The Fredrika Bremer Association (, abbreviated FBF) is the oldest women's rights organisation in Sweden. The association stands for an inclusive, intersectional and progressive liberal feminism, and advocates for women's rights and LGBT rights. It is traditionally the foremost organisation of the bourgeois-liberal women's movement in Sweden. It has always been open to both women and men. It is a member of the International Alliance of Women, and is a sister association of the Danish Women's Society, the Norwegian Association for Women's Rights and the Icelandic Women's Rights Association.

Activity
The FBF works with forming public opinion in favor of gender equality by information and activities, and by handing out money from various funds and scholarships.
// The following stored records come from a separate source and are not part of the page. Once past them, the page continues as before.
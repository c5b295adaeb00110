// SPDX-License-Identifier: MIT
// Copyright 2026 Roland Dreier <roland@rolandd.dev>

//! Services module - business logic layer.

pub mod attendance;
pub mod resolver;
pub mod user;

pub use attendance::AttendanceService;
pub use resolver::PunchEffect;
pub use user::{UserProfile, UserService};
// SPDX-License-Identifier: MIT
// Copyright 2026 Roland Dreier <roland@rolandd.dev>

//! Attendance service: the only entry point that writes punches.
//!
//! A punch runs as one unit of work:
//! 1. Compute the punch's day window in the configured zone
//! 2. Fetch the latest attendance inside that window
//! 3. Resolve the punch into a [`PunchEffect`]
//! 4. Apply the effect (create, or invalidate + insert)
//! 5. Commit, or roll back on any failure

use chrono::{DateTime, Utc};
use chrono_tz::Tz;
use validator::Validate;

use crate::db::{AttendanceStore, StoreTx};
use crate::error::{AppError, Result};
use crate::models::{Attendance, AttendanceKind, AttendancePage, AttendanceTime, NewPunch, PageParams};
use crate::services::resolver::{self, PunchEffect};
use crate::time_utils::{local_date, DayWindow};

/// Records punches and serves attendance listings.
#[derive(Clone)]
pub struct AttendanceService<S> {
    store: S,
    zone: Tz,
}

impl<S: AttendanceStore> AttendanceService<S> {
    pub fn new(store: S, zone: Tz) -> Self {
        Self { store, zone }
    }

    pub fn store(&self) -> &S {
        &self.store
    }

    /// The process-wide zone that defines calendar days.
    pub fn zone(&self) -> Tz {
        self.zone
    }

    /// Record a punch and return the resulting attendance.
    ///
    /// `punch` is `None` when the caller supplied no payload, which is rejected
    /// like an empty user id. Nothing touches the store until both checks and
    /// field validation pass.
    pub async fn create_or_update_attendance(
        &self,
        user_id: &str,
        punch: Option<NewPunch>,
    ) -> Result<Attendance> {
        if user_id.is_empty() {
            return Err(AppError::InvalidArgument("user id is empty".to_string()));
        }
        let punch = punch
            .ok_or_else(|| AppError::InvalidArgument("attendance time is empty".to_string()))?;
        punch.validate()?;

        let window = DayWindow::for_instant(punch.pushed_at, self.zone);
        let mut tx = self.store.begin(user_id).await?;

        match self.apply_punch(&mut tx, user_id, &punch, &window).await {
            Ok(attendance) => {
                tx.commit().await?;
                tracing::info!(
                    user_id,
                    attendance_id = %attendance.id,
                    date = %local_date(punch.pushed_at, self.zone),
                    clocked_out = attendance.is_clocked_out(),
                    "Punch recorded"
                );
                Ok(attendance)
            }
            Err(e) => {
                tracing::warn!(user_id, error = %e, "Punch failed, rolling back");
                if let Err(rollback_err) = tx.rollback().await {
                    tracing::error!(user_id, error = %rollback_err, "Rollback failed");
                }
                Err(e)
            }
        }
    }

    async fn apply_punch(
        &self,
        tx: &mut S::Tx,
        user_id: &str,
        punch: &NewPunch,
        window: &DayWindow,
    ) -> Result<Attendance> {
        let existing = tx.fetch_latest_attendance(user_id, window).await?;
        let effect = resolver::resolve(existing, punch, Utc::now());

        tracing::debug!(user_id, kind = %effect.kind(), "Resolved punch");

        match effect {
            PunchEffect::CreateAttendance { clock_in } => {
                tx.create_attendance(user_id, clock_in).await
            }
            PunchEffect::AppendClockOut {
                mut attendance,
                clock_out,
            } => {
                let recorded_at = clock_out.recorded_at;
                tx.invalidate_active_time(&attendance.id, AttendanceKind::ClockOut, recorded_at)
                    .await?;
                let time = tx
                    .insert_time(&attendance.id, AttendanceKind::ClockOut, clock_out)
                    .await?;
                attendance.clocked_out = Some(time);
                attendance.updated_at = recorded_at;
                Ok(attendance)
            }
        }
    }

    /// The user's attendance for the local day containing `at`, if any.
    pub async fn latest_attendance(
        &self,
        user_id: &str,
        at: DateTime<Utc>,
    ) -> Result<Option<Attendance>> {
        if user_id.is_empty() {
            return Err(AppError::InvalidArgument("user id is empty".to_string()));
        }

        let window = DayWindow::for_instant(at, self.zone);
        let mut tx = self.store.begin(user_id).await?;
        let latest = tx.fetch_latest_attendance(user_id, &window).await;
        tx.rollback().await?;
        latest
    }

    /// All of a user's attendances, newest first.
    pub async fn list_attendances(&self, user_id: &str, page: PageParams) -> Result<AttendancePage> {
        self.list(user_id, None, page).await
    }

    /// Attendances created in the local calendar month containing `month_of`.
    pub async fn list_monthly_attendances(
        &self,
        user_id: &str,
        month_of: DateTime<Utc>,
        page: PageParams,
    ) -> Result<AttendancePage> {
        let month = DayWindow::month_of(month_of, self.zone);
        self.list(user_id, Some(month), page).await
    }

    async fn list(
        &self,
        user_id: &str,
        range: Option<DayWindow>,
        page: PageParams,
    ) -> Result<AttendancePage> {
        if user_id.is_empty() {
            return Err(AppError::InvalidArgument("user id is empty".to_string()));
        }
        page.validate()?;

        let total = self.store.count_attendances(user_id, range).await?;
        let items = self.store.list_attendances(user_id, range, page).await?;

        tracing::debug!(
            user_id,
            total,
            page = page.page,
            returned = items.len(),
            "Listed attendances"
        );

        Ok(AttendancePage {
            items,
            has_next: page.has_next(total),
        })
    }

    /// Every punch recorded against one of the user's attendances, oldest first.
    pub async fn attendance_history(
        &self,
        user_id: &str,
        attendance_id: &str,
    ) -> Result<Vec<AttendanceTime>> {
        let not_found = || AppError::NotFound(format!("Attendance {} not found", attendance_id));

        let attendance = self
            .store
            .get_attendance(attendance_id)
            .await?
            .ok_or_else(not_found)?;
        if attendance.user_id != user_id {
            return Err(not_found());
        }

        self.store.attendance_times(attendance_id).await
    }
}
It collaborates with other organisations with similar goals both nationally and internationally. The FBF had a representative in the governmental council of equality.

History
The organisation was founded in 1884 by a group largely consisting of the board of the women's magazine Home Review. It consisted of the feminist Sophie Adlersparre, Ellen Anckarsvärd, 
Fredrika Limnell, Ellen Fries, Hans Hildebrand and G. Sjöberg. It was named in honor of the Swedish novelist Fredrika Bremer, whose novel Hertha was responsible for the legislation emancipating unmarried women from wardship of their male relatives. It also led to the foundation of Gothenburg's Women's Association in Sweden's second city of Gothenburg, which was founded as a local answer to the FBF.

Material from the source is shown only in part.